Dataset entries:
**********

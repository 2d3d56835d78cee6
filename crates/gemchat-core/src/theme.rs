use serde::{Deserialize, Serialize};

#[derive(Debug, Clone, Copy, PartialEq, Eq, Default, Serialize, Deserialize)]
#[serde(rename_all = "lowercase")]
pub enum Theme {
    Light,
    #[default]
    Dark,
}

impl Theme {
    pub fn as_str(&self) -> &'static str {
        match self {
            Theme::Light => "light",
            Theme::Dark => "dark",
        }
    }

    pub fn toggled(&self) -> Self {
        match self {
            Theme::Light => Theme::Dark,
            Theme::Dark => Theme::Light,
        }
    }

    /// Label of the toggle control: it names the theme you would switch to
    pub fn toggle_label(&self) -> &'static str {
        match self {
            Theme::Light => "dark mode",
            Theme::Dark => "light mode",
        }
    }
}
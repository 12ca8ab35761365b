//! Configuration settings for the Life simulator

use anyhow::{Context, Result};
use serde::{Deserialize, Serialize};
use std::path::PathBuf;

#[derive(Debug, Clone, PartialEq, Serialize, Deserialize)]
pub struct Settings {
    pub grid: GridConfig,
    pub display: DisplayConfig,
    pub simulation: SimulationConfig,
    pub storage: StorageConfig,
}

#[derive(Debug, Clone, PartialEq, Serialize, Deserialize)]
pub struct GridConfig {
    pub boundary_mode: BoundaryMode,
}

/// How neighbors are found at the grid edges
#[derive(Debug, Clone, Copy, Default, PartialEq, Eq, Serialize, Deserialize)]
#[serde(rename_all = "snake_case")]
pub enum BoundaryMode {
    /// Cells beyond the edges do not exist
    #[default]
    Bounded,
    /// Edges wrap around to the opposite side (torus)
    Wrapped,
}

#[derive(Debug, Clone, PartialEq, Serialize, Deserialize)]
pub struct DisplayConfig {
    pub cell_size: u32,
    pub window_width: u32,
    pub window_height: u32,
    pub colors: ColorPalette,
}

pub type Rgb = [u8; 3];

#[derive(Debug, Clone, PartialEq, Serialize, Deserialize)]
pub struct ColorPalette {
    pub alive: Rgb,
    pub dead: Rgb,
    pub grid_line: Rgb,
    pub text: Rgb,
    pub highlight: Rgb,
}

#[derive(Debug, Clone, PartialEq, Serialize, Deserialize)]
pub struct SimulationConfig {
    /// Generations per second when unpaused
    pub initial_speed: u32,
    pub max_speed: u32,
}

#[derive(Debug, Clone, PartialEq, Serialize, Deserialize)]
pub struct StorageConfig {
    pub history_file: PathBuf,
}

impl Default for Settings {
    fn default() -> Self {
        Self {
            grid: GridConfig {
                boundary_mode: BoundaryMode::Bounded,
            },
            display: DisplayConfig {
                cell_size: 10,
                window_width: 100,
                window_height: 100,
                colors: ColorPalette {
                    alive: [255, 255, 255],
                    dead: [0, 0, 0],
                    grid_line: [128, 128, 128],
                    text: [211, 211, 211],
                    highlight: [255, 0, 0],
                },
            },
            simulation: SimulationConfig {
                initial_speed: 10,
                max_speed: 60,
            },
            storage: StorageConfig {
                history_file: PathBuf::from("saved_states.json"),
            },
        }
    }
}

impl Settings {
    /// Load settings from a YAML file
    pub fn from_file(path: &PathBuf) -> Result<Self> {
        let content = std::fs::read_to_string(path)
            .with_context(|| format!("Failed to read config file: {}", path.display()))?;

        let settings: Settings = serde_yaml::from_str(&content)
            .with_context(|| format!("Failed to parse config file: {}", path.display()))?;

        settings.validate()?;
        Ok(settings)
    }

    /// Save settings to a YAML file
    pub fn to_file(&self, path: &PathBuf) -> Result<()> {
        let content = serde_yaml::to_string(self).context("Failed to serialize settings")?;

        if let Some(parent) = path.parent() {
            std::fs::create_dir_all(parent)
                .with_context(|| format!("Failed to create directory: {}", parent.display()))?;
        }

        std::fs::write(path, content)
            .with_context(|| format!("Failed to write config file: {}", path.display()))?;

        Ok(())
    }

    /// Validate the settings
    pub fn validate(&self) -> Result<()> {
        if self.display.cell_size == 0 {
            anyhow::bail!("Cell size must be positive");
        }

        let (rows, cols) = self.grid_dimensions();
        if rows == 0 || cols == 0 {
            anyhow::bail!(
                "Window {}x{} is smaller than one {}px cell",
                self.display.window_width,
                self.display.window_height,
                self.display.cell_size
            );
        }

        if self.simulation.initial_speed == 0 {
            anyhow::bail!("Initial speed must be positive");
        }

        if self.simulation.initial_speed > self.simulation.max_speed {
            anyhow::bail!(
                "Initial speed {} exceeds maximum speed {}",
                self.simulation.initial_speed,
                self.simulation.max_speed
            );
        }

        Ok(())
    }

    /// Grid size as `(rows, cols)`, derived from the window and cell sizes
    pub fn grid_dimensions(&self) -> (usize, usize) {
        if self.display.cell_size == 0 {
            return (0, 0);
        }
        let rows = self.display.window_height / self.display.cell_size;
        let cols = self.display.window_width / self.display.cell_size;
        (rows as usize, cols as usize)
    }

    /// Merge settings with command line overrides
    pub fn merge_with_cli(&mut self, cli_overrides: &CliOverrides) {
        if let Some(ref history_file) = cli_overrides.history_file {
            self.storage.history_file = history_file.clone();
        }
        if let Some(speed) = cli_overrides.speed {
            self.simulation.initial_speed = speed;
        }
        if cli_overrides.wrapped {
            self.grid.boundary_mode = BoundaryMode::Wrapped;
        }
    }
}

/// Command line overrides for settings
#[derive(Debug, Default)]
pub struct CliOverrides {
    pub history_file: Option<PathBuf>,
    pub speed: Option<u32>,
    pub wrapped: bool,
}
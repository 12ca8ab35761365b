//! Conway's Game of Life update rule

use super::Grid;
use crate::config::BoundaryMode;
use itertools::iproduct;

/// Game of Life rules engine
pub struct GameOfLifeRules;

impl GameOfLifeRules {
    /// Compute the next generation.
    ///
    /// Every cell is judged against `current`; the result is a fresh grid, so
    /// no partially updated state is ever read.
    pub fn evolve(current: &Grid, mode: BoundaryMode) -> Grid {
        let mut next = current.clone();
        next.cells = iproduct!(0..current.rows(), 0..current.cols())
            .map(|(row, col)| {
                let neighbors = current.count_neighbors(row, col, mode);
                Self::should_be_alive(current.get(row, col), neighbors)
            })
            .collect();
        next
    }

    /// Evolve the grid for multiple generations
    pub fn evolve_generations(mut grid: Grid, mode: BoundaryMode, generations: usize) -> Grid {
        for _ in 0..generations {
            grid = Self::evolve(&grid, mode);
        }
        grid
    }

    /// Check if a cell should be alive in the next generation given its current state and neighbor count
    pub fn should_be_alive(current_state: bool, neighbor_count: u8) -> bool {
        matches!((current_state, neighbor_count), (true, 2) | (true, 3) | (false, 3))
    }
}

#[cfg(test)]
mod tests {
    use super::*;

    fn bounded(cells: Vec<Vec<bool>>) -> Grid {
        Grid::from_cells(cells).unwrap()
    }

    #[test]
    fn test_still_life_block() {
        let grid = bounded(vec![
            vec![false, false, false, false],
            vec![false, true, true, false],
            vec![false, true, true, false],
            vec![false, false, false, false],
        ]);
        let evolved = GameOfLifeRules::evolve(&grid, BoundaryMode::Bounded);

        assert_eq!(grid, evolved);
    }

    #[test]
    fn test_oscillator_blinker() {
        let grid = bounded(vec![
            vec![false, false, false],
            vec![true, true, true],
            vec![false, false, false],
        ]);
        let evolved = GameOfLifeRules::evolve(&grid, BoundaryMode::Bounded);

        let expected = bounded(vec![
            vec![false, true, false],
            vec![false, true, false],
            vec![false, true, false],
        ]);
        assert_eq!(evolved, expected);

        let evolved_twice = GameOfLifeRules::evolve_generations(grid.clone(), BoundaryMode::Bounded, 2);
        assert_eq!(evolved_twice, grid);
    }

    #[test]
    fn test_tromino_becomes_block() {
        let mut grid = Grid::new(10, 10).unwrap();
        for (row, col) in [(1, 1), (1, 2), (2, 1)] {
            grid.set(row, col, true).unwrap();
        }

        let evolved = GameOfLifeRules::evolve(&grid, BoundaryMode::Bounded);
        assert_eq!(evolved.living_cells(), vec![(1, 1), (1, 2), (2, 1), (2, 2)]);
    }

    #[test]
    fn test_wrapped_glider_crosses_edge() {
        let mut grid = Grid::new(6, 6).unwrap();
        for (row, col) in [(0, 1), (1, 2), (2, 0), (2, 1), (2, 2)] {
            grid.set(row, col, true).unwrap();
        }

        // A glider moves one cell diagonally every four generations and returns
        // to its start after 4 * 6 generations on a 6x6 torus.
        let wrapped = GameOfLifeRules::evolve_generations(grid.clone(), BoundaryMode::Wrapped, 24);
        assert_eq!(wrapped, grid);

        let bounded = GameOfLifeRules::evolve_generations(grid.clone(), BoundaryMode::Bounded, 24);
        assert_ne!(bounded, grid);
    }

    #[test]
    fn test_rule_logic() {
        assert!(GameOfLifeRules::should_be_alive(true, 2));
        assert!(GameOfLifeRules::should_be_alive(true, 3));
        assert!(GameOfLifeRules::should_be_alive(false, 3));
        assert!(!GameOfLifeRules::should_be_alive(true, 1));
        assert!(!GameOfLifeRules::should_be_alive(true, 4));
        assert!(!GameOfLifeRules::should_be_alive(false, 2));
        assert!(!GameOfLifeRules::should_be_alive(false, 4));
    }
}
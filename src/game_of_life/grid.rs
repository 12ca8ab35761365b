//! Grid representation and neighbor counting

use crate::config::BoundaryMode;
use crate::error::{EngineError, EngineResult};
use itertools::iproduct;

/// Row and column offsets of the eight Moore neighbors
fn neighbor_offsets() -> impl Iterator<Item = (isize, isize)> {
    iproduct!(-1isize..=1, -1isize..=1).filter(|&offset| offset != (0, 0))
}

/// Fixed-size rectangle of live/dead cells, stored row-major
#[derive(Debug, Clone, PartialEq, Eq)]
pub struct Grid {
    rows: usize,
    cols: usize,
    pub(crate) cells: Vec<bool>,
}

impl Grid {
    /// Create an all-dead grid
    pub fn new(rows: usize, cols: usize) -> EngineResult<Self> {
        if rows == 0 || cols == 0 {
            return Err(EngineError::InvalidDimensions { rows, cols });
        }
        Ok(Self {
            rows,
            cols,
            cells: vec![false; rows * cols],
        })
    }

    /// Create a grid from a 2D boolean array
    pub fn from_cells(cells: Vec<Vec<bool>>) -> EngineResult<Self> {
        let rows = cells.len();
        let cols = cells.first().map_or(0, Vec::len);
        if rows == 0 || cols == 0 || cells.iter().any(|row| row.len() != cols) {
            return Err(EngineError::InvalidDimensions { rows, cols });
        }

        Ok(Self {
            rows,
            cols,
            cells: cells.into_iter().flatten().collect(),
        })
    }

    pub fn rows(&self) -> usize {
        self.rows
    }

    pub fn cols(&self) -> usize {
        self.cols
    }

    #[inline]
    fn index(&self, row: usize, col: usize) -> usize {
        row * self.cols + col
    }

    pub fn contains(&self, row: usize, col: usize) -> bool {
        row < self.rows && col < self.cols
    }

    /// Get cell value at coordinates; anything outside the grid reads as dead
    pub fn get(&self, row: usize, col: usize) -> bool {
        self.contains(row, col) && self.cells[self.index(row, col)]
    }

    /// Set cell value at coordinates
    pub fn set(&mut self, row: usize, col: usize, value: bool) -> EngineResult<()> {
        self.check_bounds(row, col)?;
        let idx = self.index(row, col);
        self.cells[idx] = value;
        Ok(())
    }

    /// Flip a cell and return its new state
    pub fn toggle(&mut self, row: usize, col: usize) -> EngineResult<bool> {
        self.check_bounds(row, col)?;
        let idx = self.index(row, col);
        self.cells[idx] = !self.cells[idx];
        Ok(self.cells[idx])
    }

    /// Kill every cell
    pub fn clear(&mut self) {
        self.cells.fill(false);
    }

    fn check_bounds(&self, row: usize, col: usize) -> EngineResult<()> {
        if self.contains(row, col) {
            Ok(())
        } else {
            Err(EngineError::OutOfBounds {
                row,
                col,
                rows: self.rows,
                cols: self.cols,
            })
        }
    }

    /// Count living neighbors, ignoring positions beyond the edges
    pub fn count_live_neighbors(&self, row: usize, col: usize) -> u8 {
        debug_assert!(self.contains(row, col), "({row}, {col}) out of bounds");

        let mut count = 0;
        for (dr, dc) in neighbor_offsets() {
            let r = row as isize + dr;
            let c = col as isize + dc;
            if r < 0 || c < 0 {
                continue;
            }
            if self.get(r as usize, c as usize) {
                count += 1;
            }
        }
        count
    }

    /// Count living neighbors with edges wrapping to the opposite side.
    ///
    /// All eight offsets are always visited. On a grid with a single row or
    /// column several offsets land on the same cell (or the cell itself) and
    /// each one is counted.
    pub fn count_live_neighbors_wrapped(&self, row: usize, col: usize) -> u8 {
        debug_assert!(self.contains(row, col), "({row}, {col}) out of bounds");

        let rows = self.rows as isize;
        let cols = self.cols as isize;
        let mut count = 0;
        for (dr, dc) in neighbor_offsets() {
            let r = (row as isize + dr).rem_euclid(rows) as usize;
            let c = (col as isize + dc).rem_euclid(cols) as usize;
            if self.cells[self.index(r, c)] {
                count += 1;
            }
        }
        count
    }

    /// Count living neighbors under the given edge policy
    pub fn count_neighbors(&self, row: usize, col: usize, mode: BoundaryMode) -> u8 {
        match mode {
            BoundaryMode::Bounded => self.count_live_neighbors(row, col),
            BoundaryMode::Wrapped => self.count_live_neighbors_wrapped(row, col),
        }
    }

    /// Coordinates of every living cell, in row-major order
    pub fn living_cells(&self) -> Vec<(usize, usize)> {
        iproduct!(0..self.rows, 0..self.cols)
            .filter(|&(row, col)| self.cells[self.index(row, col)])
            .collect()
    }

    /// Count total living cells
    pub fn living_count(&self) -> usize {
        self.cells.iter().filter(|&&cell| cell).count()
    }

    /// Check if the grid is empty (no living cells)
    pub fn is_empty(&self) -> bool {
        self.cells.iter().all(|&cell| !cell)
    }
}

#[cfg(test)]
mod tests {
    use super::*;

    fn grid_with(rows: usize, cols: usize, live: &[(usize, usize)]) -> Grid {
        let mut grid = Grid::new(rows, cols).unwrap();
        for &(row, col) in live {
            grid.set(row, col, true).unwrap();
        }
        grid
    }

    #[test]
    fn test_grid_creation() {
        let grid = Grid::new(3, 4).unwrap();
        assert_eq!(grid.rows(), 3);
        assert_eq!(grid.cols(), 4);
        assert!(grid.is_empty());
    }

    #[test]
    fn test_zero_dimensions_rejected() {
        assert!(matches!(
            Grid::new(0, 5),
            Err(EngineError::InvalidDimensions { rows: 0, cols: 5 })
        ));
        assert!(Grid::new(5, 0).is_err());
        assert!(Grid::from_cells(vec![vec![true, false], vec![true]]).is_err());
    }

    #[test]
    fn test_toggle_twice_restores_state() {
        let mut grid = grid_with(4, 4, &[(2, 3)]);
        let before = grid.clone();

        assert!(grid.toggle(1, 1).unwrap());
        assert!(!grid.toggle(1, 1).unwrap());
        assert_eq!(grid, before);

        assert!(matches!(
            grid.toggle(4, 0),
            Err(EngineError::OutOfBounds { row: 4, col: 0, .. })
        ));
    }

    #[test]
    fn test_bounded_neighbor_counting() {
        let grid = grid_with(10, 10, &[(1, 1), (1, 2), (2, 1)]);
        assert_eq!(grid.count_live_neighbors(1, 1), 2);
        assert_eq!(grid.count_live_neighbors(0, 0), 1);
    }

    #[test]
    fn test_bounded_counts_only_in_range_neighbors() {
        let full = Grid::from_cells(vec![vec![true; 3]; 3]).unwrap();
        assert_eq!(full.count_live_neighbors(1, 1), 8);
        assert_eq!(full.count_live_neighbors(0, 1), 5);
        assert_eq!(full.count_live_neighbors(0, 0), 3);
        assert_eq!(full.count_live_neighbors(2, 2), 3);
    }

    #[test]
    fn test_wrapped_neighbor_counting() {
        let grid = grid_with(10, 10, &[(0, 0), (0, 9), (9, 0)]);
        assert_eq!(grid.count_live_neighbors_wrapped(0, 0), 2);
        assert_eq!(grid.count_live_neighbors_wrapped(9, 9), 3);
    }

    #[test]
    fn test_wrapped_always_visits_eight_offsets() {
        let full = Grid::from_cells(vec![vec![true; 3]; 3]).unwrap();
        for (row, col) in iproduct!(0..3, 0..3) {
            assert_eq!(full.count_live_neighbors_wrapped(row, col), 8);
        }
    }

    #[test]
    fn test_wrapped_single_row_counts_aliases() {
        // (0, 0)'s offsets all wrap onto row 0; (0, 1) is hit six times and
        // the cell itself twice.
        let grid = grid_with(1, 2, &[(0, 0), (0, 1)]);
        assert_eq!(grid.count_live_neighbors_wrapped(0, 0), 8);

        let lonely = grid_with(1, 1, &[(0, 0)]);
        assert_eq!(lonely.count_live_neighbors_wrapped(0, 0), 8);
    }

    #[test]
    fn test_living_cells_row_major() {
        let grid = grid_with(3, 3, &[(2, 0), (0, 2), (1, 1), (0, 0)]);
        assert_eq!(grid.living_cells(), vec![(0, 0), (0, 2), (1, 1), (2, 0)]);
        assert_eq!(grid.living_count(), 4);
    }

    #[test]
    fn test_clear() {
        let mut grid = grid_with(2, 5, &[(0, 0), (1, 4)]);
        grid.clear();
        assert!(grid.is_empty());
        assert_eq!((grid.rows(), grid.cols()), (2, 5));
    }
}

**********

Give back, exactly as written, the stretch from the line with "its new state" through the line with "pub fn count_live_neighbors(&self, row: usize, col: usize)", and no other lines from the records above.

Result for this exercise =>
    /// Flip a cell and return its new state
    pub fn toggle(&mut self, row: usize, col: usize) -> EngineResult<bool> {
        self.check_bounds(row, col)?;
        let idx = self.index(row, col);
        self.cells[idx] = !self.cells[idx];
        Ok(self.cells[idx])
    }

    /// Kill every cell
    pub fn clear(&mut self) {
        self.cells.fill(false);
    }

    fn check_bounds(&self, row: usize, col: usize) -> EngineResult<()> {
        if self.contains(row, col) {
            Ok(())
        } else {
            Err(EngineError::OutOfBounds {
                row,
                col,
                rows: self.rows,
                cols: self.cols,
            })
        }
    }

    /// Count living neighbors, ignoring positions beyond the edges
    pub fn count_live_neighbors(&self, row: usize, col: usize) -> u8 {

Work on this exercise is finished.